One way out of variable lag is by enforcing tight consistency, meaning that all replicas are guaranteed to be up to date with the primary server before any other operations are allowed. This solution is expensive and negates the performance benefits of using replicas. Although we can still lighten the load on the primary server, it’s at the cost of delayed reads from replicas.

Causal Consistency

Another approach we considered (and even began to implement) is causal consistency based on global transaction identifier (GTID). This means that each transaction in the primary server has a GTID associated with it, and this GTID is preserved as data is replicated. This allows requests to be made conditional upon the presence of a certain GTID in the replica, so we can ensure replicated data is at least up to date with a certain known state in the primary server (or a replica), based on a previous write (or read) that the application has performed.
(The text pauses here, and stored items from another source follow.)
//! Configuration types for the Zeus SDK.

use std::time::Duration;
use url::Url;
use zeus_core::MetricEncoding;

/// Default request timeout.
pub const DEFAULT_TIMEOUT: Duration = Duration::from_secs(30);

/// Configuration for the Zeus client.
#[derive(Debug, Clone)]
pub struct ClientConfig {
    /// Base URL of the Zeus REST API.
    pub base_url: Url,
    /// User token; scopes every endpoint path and is sent as a bearer token.
    pub token: Option<String>,
    /// Request timeout.
    pub timeout: Duration,
    /// Layout used when posting metric points.
    pub metric_encoding: MetricEncoding,
}

impl ClientConfig {
    /// Create a new configuration with the given base URL.
    pub fn new(base_url: Url) -> Self {
        Self {
            base_url,
            token: None,
            timeout: DEFAULT_TIMEOUT,
            metric_encoding: MetricEncoding::default(),
        }
    }

    /// The configured token, if it is non-empty.
    pub fn token(&self) -> Option<&str> {
        self.token.as_deref().filter(|t| !t.is_empty())
    }
}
This isn’t the absolute consistency provided by tight consistency, but for practical purposes it can be equivalent.

The main disadvantage to this approach is the need to implement software running on each replica which would report its current GTID back to the proxy so that it can make the appropriate server selection based on the desired minimum GTID. Ultimately, we decided that our use cases didn’t require this level of guarantee, and that the added level of complexity was unnecessary.

Our Solution to Read Consistency

Other models of consistency in replicated data necessarily involve some kind of compromise. In our case, we settled on a form of monotonic read consistency: successive reads will follow a consistent timeline, though not necessarily reading the latest data in real time. The most direct way to ensure this is for any series of related reads to be routed to the same server, so successive reads will always represent the state of the primary server at the same time or later, compared to previous reads in that series.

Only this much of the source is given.